Kurz nach dem ersten Lockdown:
Enkel Milo kam zu Besuch. Endlich! Sechs Wochen ohne. Für Kinderherzen ist das eine Ewigkeit.

„Keine Umarmung!“, ermahnte ihn seine Mama.
Der Dreijährige nickte und klingelte an der Haustür.
„Nist umarmen!“, informierte er mich knallhart, als ich ihm die Tür aufhielt.
Alles klar.

Wir bauten Türme. Kaputte (Spielzeug-)Autos mussten auf die Hebebühne. Mit den Playmobil-Piraten eroberten wir neue Welten. Tauchten Seeräuber am Horizont auf, schickten wir den Triceratops in den Kampf. Gegen den Saurier hatten die Schrecken der Meere keine Chance.
Ein Hilfeschrei erschütterte unsere Welt: „Kuchen!“, rief da eine Stimme, „Schokomuffins!“
Da war jemand in Not – und in solchen Fällen hilft nur eins: Sofortige Unterstützung!

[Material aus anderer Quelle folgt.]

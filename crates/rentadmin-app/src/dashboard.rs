// Copyright 2026 Phillip Cloud
// Licensed under the Apache License, Version 2.0

use serde::{Deserialize, Serialize};
use time::{Date, Month};

use crate::{Lease, LeaseStatus, Payment, PaymentStatus, Property, PropertyStatus};

pub const INCOME_MONTHS: usize = 12;

#[derive(Debug, Clone, Copy, PartialEq, Eq, Serialize, Deserialize)]
pub struct MonthBucket {
    pub year: i32,
    pub month: Month,
    pub total_cents: i64,
    pub count: usize,
}

impl MonthBucket {
    pub fn label(&self) -> String {
        format!("{}-{:02}", self.year, u8::from(self.month))
    }
}

#[derive(Debug, Clone, PartialEq, Eq, Serialize, Deserialize)]
pub struct DashboardSnapshot {
    pub properties_total: usize,
    pub properties_available: usize,
    pub properties_rented: usize,
    pub properties_maintenance: usize,
    pub tenants_total: usize,
    pub active_leases: usize,
    pub pending_payments: usize,
    pub late_payments: usize,
    pub income: Vec<MonthBucket>,
}

impl DashboardSnapshot {
    pub fn build(
        properties: &[Property],
        tenant_count: usize,
        leases: &[Lease],
        payments: &[Payment],
        today: Date,
    ) -> Self {
        let count_status =
            |status: PropertyStatus| properties.iter().filter(|p| p.status == status).count();
        let count_payments =
            |status: PaymentStatus| payments.iter().filter(|p| p.status == status).count();
        Self {
            properties_total: properties.len(),
            properties_available: count_status(PropertyStatus::Available),
            properties_rented: count_status(PropertyStatus::Rented),
            properties_maintenance: count_status(PropertyStatus::Maintenance),
            tenants_total: tenant_count,
            active_leases: leases
                .iter()
                .filter(|lease| lease.status == LeaseStatus::Active)
                .count(),
            pending_payments: count_payments(PaymentStatus::Pending),
            late_payments: count_payments(PaymentStatus::Late),
            income: monthly_income(payments, today),
        }
    }

    pub fn income_total_cents(&self) -> i64 {
        self.income.iter().map(|bucket| bucket.total_cents).sum()
    }
}

/// Paid income per calendar month for the twelve months ending with
/// `today`'s month, oldest first. Months without payments are zero buckets.
pub fn monthly_income(payments: &[Payment], today: Date) -> Vec<MonthBucket> {
    let mut buckets = Vec::with_capacity(INCOME_MONTHS);
    let (mut year, mut month) = (today.year(), today.month());
    for _ in 0..INCOME_MONTHS {
        buckets.push(MonthBucket {
            year,
            month,
            total_cents: 0,
            count: 0,
        });
        if month == Month::January {
            year -= 1;
        }
        month = month.previous();
    }
    buckets.reverse();

    for payment in payments {
        if payment.status != PaymentStatus::Paid {
            continue;
        }
        let key = (payment.paid_on.year(), payment.paid_on.month());
        if let Some(bucket) = buckets
            .iter_mut()
            .find(|bucket| (bucket.year, bucket.month) == key)
        {
            bucket.total_cents += payment.amount_cents;
            bucket.count += 1;
        }
    }
    buckets
}

#[cfg(test)]
mod tests {
    use super::{DashboardSnapshot, monthly_income};
    use crate::{
        LeaseId, Payment, PaymentId, PaymentMethod, PaymentStatus, Property, PropertyId,
        PropertyKind, PropertyStatus,
    };
    use time::Month;
    use time::macros::date;

    fn payment(id: i64, amount_cents: i64, paid_on: time::Date, status: PaymentStatus) -> Payment {
        Payment {
            id: PaymentId::new(id),
            lease_id: LeaseId::new(1),
            amount_cents,
            paid_on,
            method: PaymentMethod::Transfer,
            status,
            reference: String::new(),
            notes: String::new(),
            created_at: None,
            updated_at: None,
        }
    }

    fn property(id: i64, status: PropertyStatus) -> Property {
        Property {
            id: PropertyId::new(id),
            name: format!("Casa {id}"),
            address: "Av. Siempre Viva 742".to_owned(),
            city: "Lima".to_owned(),
            kind: PropertyKind::House,
            status,
            monthly_rent_cents: 150_000,
            bedrooms: None,
            bathrooms: None,
            area_m2: None,
            description: String::new(),
            created_at: None,
            updated_at: None,
        }
    }

    #[test]
    fn twelve_buckets_ending_in_current_month_across_year_boundary() {
        let buckets = monthly_income(&[], date!(2026 - 03 - 15));
        assert_eq!(buckets.len(), 12);
        assert_eq!((buckets[0].year, buckets[0].month), (2025, Month::April));
        assert_eq!((buckets[11].year, buckets[11].month), (2026, Month::March));
        assert_eq!(buckets[8].label(), "2025-12");
        assert!(buckets.iter().all(|bucket| bucket.total_cents == 0));
    }

    #[test]
    fn only_paid_payments_inside_window_are_summed() {
        let payments = [
            payment(1, 100_000, date!(2026 - 03 - 01), PaymentStatus::Paid),
            payment(2, 50_000, date!(2026 - 03 - 20), PaymentStatus::Paid),
            payment(3, 70_000, date!(2026 - 03 - 05), PaymentStatus::Pending),
            payment(4, 30_000, date!(2025 - 04 - 30), PaymentStatus::Paid),
            payment(5, 99_000, date!(2025 - 03 - 31), PaymentStatus::Paid),
        ];
        let buckets = monthly_income(&payments, date!(2026 - 03 - 15));
        assert_eq!(buckets[11].total_cents, 150_000);
        assert_eq!(buckets[11].count, 2);
        assert_eq!(buckets[0].total_cents, 30_000);
        let total: i64 = buckets.iter().map(|bucket| bucket.total_cents).sum();
        assert_eq!(total, 180_000);
    }

    #[test]
    fn snapshot_counts_by_status() {
        let properties = [
            property(1, PropertyStatus::Available),
            property(2, PropertyStatus::Rented),
            property(3, PropertyStatus::Rented),
        ];
        let payments = [
            payment(1, 10_000, date!(2026 - 01 - 10), PaymentStatus::Late),
            payment(2, 10_000, date!(2026 - 01 - 10), PaymentStatus::Pending),
            payment(3, 10_000, date!(2026 - 01 - 10), PaymentStatus::Paid),
        ];
        let snapshot = DashboardSnapshot::build(&properties, 4, &[], &payments, date!(2026 - 01 - 31));
        assert_eq!(snapshot.properties_total, 3);
        assert_eq!(snapshot.properties_rented, 2);
        assert_eq!(snapshot.properties_maintenance, 0);
        assert_eq!(snapshot.tenants_total, 4);
        assert_eq!(snapshot.pending_payments, 1);
        assert_eq!(snapshot.late_payments, 1);
        assert_eq!(snapshot.income_total_cents(), 10_000);
    }
}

Nach den ersten Bissen unterbrach ich die gefräßige Stille: „Milo, es ist so cool, dass wir uns wieder sehen!“
Er schwieg.
Sein Muffin blieb auf dem Teller.
Dann stand er auf und verschwand ins Wohnzimmer.
„Er ist sehr traurig“, flüsterte seine Mama in meine Richtung, „es war schon  … “
Weiter kam sie nicht.

Der kleine Mann raste um die Ecke, hüpfte auf meinen Schoß, schlang seine Arme um meinen Hals und brüllte „OOBAAA!“
Immer wieder.
Leute, da schwillt der Kloß im Hals auf Fußballgröße an.
Milo drückte seinen Kopf an meine Brust, klammerte sich fest… so als ob er mich nie mehr loslassen wollte.

Und ich?
Was sollte ich tun?
„Nist umarmen“, verlangte er von mir.
„Nicht umarmen“, forderte seine Mama.
Und jetzt?
Ihn wegdrücken?
Ihm sagen, dass er gerade dabei ist, seinen Opa ins Grab zu bringen? Zumindest hypothetisch?
Einen Vortrag über Corona und die Auswirkungen halten?
Alles Quatsch.

Ich umarmte meinen kleinen Mann, streichelte ihm übers Haar und sagte ihm die ganze Zeit, wie sehr ich ihn vermisste.
Den Rest des Tages waren wir nicht mehr voneinander zu trennen.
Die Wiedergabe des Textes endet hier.